(TASK INPUTS):

—————

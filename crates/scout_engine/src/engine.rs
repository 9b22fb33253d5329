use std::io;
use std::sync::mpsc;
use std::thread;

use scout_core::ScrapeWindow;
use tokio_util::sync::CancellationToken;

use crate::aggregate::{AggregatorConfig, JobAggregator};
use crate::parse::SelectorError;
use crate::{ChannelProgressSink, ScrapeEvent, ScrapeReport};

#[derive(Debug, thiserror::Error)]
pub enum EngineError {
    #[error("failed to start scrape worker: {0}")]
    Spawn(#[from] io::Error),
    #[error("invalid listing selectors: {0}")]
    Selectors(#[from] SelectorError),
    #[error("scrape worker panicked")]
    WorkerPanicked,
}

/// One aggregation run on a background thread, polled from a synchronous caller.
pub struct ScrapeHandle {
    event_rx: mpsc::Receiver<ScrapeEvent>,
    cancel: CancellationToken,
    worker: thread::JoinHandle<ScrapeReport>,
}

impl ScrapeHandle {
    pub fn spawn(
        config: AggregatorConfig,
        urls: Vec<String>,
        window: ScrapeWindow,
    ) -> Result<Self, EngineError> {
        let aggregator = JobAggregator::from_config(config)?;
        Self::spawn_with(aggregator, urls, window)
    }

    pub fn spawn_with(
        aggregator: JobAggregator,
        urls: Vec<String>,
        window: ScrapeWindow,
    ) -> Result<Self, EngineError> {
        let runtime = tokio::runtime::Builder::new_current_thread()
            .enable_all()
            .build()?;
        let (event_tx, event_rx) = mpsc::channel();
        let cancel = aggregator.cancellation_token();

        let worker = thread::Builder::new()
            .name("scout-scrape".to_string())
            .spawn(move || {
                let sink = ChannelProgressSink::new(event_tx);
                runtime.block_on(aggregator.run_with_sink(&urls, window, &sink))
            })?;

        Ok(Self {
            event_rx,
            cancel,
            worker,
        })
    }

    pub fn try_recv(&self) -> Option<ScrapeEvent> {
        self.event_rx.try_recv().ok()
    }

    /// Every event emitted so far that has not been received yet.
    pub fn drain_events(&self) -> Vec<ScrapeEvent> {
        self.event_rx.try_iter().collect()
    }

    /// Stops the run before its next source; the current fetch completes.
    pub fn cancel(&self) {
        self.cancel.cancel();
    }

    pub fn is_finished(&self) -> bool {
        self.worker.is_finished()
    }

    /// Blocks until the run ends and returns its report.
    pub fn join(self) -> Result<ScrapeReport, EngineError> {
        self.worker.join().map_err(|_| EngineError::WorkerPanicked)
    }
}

—————

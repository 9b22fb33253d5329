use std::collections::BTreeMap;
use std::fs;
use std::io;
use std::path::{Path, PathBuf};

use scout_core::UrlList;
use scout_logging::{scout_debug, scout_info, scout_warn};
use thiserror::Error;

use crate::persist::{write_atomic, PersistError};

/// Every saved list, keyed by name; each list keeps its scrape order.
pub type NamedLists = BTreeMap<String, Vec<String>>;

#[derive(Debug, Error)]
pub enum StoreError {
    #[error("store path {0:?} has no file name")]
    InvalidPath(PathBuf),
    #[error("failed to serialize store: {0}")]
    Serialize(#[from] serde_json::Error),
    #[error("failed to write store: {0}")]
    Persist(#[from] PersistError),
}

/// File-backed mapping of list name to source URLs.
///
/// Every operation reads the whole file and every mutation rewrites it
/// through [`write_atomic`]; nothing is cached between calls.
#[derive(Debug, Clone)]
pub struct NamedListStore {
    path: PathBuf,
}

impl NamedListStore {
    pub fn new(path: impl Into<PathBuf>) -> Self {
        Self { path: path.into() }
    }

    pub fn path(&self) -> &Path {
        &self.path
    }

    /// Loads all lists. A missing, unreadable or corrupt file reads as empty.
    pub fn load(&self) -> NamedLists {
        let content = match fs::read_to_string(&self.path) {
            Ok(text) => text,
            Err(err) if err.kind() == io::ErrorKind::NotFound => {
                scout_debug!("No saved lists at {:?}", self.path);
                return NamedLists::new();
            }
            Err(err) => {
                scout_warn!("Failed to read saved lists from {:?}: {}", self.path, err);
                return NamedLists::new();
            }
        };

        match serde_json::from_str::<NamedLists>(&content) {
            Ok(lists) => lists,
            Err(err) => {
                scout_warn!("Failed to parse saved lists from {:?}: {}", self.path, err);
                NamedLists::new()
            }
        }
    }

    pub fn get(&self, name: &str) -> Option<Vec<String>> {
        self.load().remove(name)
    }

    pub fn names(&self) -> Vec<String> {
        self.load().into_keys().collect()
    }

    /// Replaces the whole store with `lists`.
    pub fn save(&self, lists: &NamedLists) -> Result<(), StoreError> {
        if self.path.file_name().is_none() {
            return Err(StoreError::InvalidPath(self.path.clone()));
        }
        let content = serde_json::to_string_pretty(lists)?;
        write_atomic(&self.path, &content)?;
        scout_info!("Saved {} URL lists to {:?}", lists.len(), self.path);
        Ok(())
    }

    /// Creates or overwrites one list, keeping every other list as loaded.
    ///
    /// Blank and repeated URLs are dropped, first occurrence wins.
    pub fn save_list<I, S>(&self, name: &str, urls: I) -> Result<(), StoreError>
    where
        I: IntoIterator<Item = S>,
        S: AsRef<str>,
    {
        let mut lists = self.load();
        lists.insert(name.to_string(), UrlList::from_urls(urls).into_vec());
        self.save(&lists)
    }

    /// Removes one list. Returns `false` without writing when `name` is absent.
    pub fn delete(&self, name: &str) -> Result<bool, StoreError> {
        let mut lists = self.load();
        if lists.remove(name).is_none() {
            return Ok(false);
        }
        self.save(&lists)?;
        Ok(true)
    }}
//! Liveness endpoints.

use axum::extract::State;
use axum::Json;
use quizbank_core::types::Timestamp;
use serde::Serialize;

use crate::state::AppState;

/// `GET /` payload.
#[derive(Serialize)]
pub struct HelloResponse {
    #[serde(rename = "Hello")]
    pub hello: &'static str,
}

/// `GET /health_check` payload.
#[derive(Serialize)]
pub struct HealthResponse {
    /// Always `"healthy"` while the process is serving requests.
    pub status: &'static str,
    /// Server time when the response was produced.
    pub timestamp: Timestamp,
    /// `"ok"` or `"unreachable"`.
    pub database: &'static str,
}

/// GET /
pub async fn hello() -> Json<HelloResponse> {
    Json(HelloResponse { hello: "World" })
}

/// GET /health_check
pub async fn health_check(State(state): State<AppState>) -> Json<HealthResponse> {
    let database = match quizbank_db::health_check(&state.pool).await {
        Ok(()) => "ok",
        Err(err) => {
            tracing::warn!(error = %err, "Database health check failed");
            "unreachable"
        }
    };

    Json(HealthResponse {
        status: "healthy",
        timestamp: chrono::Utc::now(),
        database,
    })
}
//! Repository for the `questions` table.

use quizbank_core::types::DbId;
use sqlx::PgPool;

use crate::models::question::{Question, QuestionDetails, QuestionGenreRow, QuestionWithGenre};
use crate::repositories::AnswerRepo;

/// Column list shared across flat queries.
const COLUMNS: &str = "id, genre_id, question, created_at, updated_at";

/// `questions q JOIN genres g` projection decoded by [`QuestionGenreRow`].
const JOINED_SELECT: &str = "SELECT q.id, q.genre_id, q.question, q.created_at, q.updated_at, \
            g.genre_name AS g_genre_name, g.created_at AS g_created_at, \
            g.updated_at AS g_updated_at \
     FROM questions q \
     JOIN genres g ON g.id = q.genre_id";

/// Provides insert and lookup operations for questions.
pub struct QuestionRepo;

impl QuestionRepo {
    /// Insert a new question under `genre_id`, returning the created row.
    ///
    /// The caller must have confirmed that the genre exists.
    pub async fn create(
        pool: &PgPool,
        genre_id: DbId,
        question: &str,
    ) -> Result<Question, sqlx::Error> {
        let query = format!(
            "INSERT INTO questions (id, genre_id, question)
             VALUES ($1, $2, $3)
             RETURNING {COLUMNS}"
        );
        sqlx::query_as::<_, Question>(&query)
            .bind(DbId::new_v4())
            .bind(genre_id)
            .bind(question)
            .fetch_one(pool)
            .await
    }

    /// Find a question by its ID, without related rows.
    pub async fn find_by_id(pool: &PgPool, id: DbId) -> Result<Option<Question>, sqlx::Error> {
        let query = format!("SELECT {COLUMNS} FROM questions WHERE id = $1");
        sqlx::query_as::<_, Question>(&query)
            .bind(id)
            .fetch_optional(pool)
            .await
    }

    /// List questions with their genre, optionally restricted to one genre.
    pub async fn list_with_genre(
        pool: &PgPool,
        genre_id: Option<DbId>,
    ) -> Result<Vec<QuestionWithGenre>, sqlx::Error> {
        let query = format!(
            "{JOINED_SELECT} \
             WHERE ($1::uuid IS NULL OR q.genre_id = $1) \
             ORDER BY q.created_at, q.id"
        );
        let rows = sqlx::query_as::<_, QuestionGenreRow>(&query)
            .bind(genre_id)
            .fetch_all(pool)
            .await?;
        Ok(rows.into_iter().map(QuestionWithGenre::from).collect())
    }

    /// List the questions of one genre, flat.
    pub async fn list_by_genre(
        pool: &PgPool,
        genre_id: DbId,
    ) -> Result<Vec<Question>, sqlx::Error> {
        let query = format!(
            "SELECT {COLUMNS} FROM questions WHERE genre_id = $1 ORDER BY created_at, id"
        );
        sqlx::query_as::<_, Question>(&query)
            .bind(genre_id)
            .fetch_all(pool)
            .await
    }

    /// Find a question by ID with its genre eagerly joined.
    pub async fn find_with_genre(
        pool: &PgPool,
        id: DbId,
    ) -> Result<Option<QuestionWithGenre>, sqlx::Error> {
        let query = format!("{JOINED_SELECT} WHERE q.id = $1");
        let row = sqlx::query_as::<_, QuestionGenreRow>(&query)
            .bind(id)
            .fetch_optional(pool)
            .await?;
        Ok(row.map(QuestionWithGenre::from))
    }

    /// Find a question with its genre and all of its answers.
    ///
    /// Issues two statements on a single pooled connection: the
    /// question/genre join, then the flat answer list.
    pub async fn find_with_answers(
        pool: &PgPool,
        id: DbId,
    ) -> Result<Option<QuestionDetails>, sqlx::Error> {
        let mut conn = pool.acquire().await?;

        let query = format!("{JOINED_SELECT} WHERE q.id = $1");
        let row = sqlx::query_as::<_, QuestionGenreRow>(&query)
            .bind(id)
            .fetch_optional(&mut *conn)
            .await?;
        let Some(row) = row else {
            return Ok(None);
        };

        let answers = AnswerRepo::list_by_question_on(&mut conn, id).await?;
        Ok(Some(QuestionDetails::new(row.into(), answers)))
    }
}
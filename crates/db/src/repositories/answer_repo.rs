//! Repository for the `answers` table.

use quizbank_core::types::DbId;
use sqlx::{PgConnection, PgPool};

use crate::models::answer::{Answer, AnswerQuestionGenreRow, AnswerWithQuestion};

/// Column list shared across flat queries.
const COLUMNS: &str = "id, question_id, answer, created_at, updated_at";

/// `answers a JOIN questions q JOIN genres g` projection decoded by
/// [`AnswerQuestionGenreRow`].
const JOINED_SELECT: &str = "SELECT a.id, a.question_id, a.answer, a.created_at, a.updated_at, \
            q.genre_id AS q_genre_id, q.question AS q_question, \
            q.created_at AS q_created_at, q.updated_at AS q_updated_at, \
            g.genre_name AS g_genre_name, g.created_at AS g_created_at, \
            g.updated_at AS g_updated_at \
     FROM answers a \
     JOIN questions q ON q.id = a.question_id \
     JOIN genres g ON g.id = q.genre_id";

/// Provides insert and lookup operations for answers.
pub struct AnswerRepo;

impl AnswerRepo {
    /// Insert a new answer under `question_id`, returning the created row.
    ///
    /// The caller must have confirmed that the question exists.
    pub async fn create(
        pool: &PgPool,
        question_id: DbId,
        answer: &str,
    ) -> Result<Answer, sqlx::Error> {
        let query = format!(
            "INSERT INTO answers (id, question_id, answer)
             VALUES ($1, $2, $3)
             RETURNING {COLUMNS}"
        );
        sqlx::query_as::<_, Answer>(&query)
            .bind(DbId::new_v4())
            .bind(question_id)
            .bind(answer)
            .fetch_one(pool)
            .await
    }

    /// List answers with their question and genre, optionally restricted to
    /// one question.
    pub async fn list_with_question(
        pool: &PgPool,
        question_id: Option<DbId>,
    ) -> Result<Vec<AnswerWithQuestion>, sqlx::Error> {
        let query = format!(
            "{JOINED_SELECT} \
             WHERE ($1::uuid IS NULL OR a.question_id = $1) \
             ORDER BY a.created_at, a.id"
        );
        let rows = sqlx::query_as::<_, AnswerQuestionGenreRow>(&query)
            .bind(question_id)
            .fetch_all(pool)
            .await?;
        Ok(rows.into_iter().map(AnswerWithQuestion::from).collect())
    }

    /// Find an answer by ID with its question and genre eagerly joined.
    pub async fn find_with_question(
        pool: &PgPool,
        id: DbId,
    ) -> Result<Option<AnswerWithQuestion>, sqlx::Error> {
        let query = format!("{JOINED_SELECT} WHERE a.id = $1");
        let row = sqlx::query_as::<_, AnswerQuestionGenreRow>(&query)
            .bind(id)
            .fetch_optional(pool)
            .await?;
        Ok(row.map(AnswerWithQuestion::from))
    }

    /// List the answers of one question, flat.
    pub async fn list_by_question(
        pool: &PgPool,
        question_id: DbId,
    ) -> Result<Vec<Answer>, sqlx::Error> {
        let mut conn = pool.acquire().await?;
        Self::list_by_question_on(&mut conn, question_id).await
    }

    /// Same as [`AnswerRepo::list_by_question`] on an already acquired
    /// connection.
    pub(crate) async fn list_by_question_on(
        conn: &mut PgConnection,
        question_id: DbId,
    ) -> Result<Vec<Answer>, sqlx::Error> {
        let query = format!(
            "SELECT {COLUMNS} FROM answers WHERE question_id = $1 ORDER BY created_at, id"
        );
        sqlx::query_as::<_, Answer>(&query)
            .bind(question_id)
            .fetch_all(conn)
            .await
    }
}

—————

(WORK REQUEST):
Track down all lines above with the string "ScrapeHandle" and copy them.

(SOLUTION TO THIS TASK):
pub struct ScrapeHandle {
impl ScrapeHandle {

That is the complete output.